**What you have to do:** Output exactly, with nothing added, the entries from the first line through the line with "applied before it.".

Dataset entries

=== Begin Enclosure ===

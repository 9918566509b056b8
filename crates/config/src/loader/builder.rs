//! Configuration loader builder implementation.
//!
//! Responsibilities:
//! - Provide a builder-pattern `ConfigLoader` for layered configuration merging.
//! - Build the final `Config` from loaded values, applying defaults.
//!
//! Does NOT handle:
//! - Direct environment variable parsing logic (delegated to env.rs).
//!
//! Invariants / Assumptions:
//! - Each source overwrites the values set by sources applied before it.
//! - `load_dotenv()` must be called explicitly to enable `.env` file loading.
//! - The `DOTENV_DISABLED` variable is checked before `dotenvy::dotenv()` is called.

use secrecy::SecretString;
use std::time::Duration;

use super::env::apply_env;
use super::error::ConfigError;
use crate::constants::{
    DEFAULT_BASE_URL, DEFAULT_MAX_RETRIES, DEFAULT_TIMEOUT_SECS, MAX_MAX_RETRIES, MAX_TIMEOUT_SECS,
};
use crate::types::{AuthConfig, Config, ConnectionConfig};

/// Configuration loader that builds config from environment variables and builder calls.
#[derive(Default)]
pub struct ConfigLoader {
    base_url: Option<String>,
    api_key: Option<SecretString>,
    app_key: Option<SecretString>,
    timeout: Option<Duration>,
    max_retries: Option<usize>,
}

impl ConfigLoader {
    /// Create a new configuration loader.
    pub fn new() -> Self {
        Self::default()
    }

    fn dotenv_disabled() -> bool {
        matches!(
            std::env::var("DOTENV_DISABLED").ok().as_deref(),
            Some("true") | Some("1")
        )
    }

    /// Load environment variables from .env file if present.
    ///
    /// If `DOTENV_DISABLED` is set to "true" or "1", the .env file is not loaded.
    /// Missing `.env` files are silently ignored.
    ///
    /// SAFETY: Error messages never include raw .env line contents to prevent secret leakage.
    pub fn load_dotenv(self) -> Result<Self, ConfigError> {
        if Self::dotenv_disabled() {
            return Ok(self);
        }

        match dotenvy::dotenv() {
            Ok(path) => {
                tracing::debug!(path = %path.display(), "Loaded .env file");
                Ok(self)
            }
            Err(e) if Self::is_not_found(&e) => Ok(self),
            Err(dotenvy::Error::LineParse(_, idx)) => {
                Err(ConfigError::DotenvParse { error_index: idx })
            }
            Err(dotenvy::Error::Io(io_err)) => Err(ConfigError::DotenvIo {
                kind: io_err.kind(),
            }),
            Err(_) => Err(ConfigError::DotenvUnknown),
        }
    }

    fn is_not_found(err: &dotenvy::Error) -> bool {
        matches!(
            err,
            dotenvy::Error::Io(io_err) if io_err.kind() == std::io::ErrorKind::NotFound
        )
    }

    /// Read configuration from `DATADOG_*` environment variables.
    pub fn from_env(mut self) -> Result<Self, ConfigError> {
        apply_env(&mut self)?;
        Ok(self)
    }

    /// Set the base URL (including the `/api` prefix).
    pub fn with_base_url(mut self, url: String) -> Self {
        self.base_url = Some(url);
        self
    }

    /// Set the API key.
    pub fn with_api_key(mut self, key: String) -> Self {
        self.api_key = Some(SecretString::new(key.into()));
        self
    }

    /// Set the application key.
    pub fn with_app_key(mut self, key: String) -> Self {
        self.app_key = Some(SecretString::new(key.into()));
        self
    }

    /// Set the request timeout.
    pub fn with_timeout(mut self, timeout: Duration) -> Self {
        self.timeout = Some(timeout);
        self
    }

    /// Set the maximum number of retries.
    pub fn with_max_retries(mut self, retries: usize) -> Self {
        self.max_retries = Some(retries);
        self
    }

    /// Build the final configuration.
    pub fn build(self) -> Result<Config, ConfigError> {
        let base_url = validate_and_normalize_base_url(
            self.base_url.as_deref().unwrap_or(DEFAULT_BASE_URL),
        )?;

        let (api_key, app_key) = match (self.api_key, self.app_key) {
            (Some(api_key), Some(app_key)) => (api_key, app_key),
            _ => return Err(ConfigError::MissingAuth),
        };

        let connection = ConnectionConfig {
            base_url,
            timeout: self
                .timeout
                .unwrap_or(Duration::from_secs(DEFAULT_TIMEOUT_SECS)),
            max_retries: self.max_retries.unwrap_or(DEFAULT_MAX_RETRIES),
        };

        Self::validate_timeout(&connection)?;
        validate_max_retries(connection.max_retries)?;

        Ok(Config {
            connection,
            auth: AuthConfig { api_key, app_key },
        })
    }

    fn validate_timeout(connection: &ConnectionConfig) -> Result<(), ConfigError> {
        let timeout_secs = connection.timeout.as_secs();

        if timeout_secs == 0 {
            return Err(ConfigError::InvalidTimeout {
                message: "timeout must be greater than 0 seconds".to_string(),
            });
        }

        if timeout_secs > MAX_TIMEOUT_SECS {
            return Err(ConfigError::InvalidTimeout {
                message: format!(
                    "timeout exceeds maximum allowed value of {} seconds",
                    MAX_TIMEOUT_SECS
                ),
            });
        }

        Ok(())
    }

    pub(crate) fn set_base_url(&mut self, url: Option<String>) {
        self.base_url = url;
    }

    pub(crate) fn set_api_key(&mut self, key: Option<SecretString>) {
        self.api_key = key;
    }

    pub(crate) fn set_app_key(&mut self, key: Option<SecretString>) {
        self.app_key = key;
    }

    pub(crate) fn set_timeout(&mut self, timeout: Option<Duration>) {
        self.timeout = timeout;
    }

    pub(crate) fn set_max_retries(&mut self, retries: Option<usize>) {
        self.max_retries = retries;
    }
}

/// Reject retry budgets above `MAX_MAX_RETRIES`.
pub(crate) fn validate_max_retries(retries: usize) -> Result<(), ConfigError> {
    if retries > MAX_MAX_RETRIES {
        return Err(ConfigError::InvalidMaxRetries {
            message: format!("must be between 0 and {} (got {})", MAX_MAX_RETRIES, retries),
        });
    }
    Ok(())
}

/// Validate that a base URL is an absolute http(s) URL and strip trailing slashes.
fn validate_and_normalize_base_url(raw: &str) -> Result<String, ConfigError> {
    let trimmed = raw.trim();

    if trimmed.is_empty() {
        return Err(ConfigError::MissingBaseUrl);
    }

    let parsed = url::Url::parse(trimmed).map_err(|e| ConfigError::InvalidValue {
        var: "base_url".into(),
        message: format!(
            "must be an absolute http(s) URL with a host (e.g. https://api.datadoghq.com/api): {e}"
        ),
    })?;

    let scheme = parsed.scheme();
    if scheme != "http" && scheme != "https" {
        return Err(ConfigError::InvalidValue {
            var: "base_url".into(),
            message: format!("scheme must be http or https, got: {scheme}"),
        });
    }

    if parsed.host_str().is_none() {
        return Err(ConfigError::InvalidValue {
            var: "base_url".into(),
            message: "host is required (e.g. https://api.datadoghq.com/api)".into(),
        });
    }

    Ok(parsed.as_str().trim_end_matches('/').to_string())
}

=== End Enclosure ===

**Solution for this task:**
repository 9918566509b056b8
filename crates/config/src/loader/builder.rs
//! Configuration loader builder implementation.
//!
//! Responsibilities:
//! - Provide a builder-pattern `ConfigLoader` for layered configuration merging.
//! - Build the final `Config` from loaded values, applying defaults.
//!
//! Does NOT handle:
//! - Direct environment variable parsing logic (delegated to env.rs).
//!
//! Invariants / Assumptions:
//! - Each source overwrites the values set by sources applied before it.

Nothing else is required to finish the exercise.